Data excerpts
▶

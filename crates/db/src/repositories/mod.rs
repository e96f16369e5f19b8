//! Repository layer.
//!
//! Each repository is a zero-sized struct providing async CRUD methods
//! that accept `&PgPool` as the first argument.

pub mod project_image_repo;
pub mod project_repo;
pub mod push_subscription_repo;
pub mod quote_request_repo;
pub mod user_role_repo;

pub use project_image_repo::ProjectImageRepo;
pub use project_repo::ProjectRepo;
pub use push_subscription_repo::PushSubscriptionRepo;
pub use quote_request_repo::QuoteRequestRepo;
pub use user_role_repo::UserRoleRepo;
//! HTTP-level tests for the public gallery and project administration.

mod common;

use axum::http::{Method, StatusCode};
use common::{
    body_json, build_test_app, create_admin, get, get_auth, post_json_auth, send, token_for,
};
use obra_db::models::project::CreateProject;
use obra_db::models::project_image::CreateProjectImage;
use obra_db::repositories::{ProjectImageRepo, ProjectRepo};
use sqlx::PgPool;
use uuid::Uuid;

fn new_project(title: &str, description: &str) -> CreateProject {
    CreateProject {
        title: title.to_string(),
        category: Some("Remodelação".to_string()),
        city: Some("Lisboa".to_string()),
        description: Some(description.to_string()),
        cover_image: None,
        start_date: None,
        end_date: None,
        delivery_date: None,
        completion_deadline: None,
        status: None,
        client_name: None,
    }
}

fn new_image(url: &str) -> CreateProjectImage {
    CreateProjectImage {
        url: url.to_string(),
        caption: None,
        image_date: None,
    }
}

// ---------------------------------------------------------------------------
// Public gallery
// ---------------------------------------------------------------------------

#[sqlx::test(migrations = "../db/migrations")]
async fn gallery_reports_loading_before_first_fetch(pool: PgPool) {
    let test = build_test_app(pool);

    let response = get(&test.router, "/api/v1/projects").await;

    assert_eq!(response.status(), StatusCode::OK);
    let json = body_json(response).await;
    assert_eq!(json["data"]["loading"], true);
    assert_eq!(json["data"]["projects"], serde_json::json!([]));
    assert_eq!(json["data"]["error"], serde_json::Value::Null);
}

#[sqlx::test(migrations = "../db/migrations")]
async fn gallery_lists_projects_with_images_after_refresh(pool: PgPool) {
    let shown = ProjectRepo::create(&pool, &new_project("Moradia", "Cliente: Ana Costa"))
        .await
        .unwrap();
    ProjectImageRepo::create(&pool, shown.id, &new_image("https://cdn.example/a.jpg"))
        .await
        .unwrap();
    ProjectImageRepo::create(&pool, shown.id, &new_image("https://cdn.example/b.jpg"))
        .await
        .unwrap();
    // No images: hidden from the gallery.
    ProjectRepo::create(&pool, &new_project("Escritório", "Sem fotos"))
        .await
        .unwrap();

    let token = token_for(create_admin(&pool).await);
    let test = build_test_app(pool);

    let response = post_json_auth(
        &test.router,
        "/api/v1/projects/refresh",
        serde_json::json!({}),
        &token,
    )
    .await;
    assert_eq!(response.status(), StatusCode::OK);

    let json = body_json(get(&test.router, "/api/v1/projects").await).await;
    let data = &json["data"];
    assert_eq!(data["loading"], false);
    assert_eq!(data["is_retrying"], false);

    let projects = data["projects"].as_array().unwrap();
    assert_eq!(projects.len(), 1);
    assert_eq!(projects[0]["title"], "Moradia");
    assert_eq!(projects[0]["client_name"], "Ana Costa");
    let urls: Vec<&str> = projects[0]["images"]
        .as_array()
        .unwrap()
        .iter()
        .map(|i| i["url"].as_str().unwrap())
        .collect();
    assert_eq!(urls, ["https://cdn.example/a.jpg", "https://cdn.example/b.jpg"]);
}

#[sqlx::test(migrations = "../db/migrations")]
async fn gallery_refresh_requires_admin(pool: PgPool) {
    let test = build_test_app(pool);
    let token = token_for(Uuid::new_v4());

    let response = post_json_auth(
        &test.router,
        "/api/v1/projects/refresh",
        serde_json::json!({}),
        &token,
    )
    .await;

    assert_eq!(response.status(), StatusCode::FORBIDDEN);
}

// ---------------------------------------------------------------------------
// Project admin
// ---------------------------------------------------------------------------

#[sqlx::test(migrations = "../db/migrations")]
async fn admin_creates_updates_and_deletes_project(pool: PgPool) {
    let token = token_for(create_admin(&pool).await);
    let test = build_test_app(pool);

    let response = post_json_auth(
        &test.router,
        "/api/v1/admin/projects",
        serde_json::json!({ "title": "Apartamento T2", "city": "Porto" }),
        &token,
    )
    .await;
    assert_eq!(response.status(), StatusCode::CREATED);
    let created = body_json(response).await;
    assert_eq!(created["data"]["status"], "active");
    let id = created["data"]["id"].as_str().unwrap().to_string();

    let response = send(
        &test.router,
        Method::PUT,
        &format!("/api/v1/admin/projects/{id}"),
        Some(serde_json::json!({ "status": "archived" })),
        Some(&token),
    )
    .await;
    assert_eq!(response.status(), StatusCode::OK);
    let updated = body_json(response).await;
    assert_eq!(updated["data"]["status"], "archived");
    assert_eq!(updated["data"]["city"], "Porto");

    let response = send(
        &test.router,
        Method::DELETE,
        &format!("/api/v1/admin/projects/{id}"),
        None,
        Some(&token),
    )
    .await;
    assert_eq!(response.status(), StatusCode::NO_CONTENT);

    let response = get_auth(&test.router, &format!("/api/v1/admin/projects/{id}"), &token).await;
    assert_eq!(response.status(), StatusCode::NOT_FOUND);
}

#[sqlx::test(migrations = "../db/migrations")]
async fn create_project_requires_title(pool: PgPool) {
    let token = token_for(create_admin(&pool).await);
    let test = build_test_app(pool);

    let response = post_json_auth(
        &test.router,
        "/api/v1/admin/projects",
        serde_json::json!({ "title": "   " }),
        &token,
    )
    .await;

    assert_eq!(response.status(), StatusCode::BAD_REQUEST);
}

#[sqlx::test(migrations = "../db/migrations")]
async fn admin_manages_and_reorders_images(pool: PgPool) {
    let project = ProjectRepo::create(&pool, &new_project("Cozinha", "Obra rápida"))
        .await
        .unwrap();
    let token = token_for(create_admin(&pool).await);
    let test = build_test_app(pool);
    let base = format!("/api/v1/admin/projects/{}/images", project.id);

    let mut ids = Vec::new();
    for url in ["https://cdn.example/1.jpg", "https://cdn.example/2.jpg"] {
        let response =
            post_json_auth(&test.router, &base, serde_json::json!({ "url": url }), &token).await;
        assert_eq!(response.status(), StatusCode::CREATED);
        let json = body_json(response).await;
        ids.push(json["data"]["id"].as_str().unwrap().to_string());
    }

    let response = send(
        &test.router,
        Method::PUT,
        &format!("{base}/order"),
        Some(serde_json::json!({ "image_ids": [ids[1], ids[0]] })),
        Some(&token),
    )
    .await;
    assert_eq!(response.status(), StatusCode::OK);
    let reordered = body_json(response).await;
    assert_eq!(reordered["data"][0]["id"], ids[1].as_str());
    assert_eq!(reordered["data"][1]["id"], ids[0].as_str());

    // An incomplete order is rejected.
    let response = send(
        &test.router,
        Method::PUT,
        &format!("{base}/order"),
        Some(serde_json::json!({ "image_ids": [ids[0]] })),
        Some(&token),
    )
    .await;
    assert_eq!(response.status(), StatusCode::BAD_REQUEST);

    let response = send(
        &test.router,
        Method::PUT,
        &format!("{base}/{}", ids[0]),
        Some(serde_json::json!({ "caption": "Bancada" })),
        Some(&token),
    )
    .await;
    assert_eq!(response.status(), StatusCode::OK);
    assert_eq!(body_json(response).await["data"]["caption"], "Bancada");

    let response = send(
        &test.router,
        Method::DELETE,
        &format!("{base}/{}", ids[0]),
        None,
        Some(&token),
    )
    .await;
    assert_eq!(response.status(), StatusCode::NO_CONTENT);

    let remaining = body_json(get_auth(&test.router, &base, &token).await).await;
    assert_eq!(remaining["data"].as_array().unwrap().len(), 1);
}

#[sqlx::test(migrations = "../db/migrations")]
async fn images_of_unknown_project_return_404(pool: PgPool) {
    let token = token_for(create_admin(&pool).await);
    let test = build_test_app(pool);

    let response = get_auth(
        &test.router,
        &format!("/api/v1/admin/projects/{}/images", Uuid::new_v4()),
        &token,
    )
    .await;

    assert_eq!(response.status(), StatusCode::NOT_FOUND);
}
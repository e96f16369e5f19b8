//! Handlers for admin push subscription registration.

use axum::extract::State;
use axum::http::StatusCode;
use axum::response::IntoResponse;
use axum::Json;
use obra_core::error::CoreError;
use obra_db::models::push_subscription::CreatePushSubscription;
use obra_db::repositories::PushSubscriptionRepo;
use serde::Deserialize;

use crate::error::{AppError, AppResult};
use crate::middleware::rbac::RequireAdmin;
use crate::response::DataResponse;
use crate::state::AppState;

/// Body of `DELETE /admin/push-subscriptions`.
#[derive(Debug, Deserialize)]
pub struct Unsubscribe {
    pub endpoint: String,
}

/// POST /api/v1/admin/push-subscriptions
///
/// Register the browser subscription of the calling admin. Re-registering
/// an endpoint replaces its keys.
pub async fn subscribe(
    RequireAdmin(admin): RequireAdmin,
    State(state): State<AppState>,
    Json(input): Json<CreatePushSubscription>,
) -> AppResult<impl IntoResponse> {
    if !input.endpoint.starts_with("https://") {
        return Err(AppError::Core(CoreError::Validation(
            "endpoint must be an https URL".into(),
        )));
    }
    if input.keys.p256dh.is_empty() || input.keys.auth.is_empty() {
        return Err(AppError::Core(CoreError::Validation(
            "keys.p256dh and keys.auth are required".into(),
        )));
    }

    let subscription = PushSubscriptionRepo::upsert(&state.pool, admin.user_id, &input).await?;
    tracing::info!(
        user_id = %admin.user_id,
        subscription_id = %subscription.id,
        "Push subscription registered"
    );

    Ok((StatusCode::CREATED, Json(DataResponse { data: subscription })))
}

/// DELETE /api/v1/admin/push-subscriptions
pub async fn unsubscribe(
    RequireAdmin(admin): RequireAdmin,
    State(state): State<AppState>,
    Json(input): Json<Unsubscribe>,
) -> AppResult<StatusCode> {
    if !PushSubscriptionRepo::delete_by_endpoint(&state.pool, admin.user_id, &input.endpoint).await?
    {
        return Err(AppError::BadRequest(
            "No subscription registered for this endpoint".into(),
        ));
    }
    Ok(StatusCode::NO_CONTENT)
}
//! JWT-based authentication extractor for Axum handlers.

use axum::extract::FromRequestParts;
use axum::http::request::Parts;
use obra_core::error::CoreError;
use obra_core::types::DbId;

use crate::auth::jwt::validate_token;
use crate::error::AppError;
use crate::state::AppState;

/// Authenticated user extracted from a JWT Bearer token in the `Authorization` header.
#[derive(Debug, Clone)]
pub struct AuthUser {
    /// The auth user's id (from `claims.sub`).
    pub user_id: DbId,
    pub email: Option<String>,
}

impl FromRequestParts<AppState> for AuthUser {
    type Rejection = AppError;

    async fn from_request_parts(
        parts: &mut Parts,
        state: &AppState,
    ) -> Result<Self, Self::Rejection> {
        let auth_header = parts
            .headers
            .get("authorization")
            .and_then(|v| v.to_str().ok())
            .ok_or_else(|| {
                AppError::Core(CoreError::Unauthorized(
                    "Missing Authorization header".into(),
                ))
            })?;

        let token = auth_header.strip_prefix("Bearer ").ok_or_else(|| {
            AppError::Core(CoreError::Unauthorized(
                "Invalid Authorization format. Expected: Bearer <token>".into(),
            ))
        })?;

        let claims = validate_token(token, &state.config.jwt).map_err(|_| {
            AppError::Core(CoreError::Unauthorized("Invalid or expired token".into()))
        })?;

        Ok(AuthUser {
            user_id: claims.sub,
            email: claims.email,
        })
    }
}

◀

REQUIRED WORK: Copy, from the data above, every line where the word "impl" appears.

SOLUTION TO THE PROBLEM:
) -> AppResult<impl IntoResponse> {
impl FromRequestParts<AppState> for AuthUser {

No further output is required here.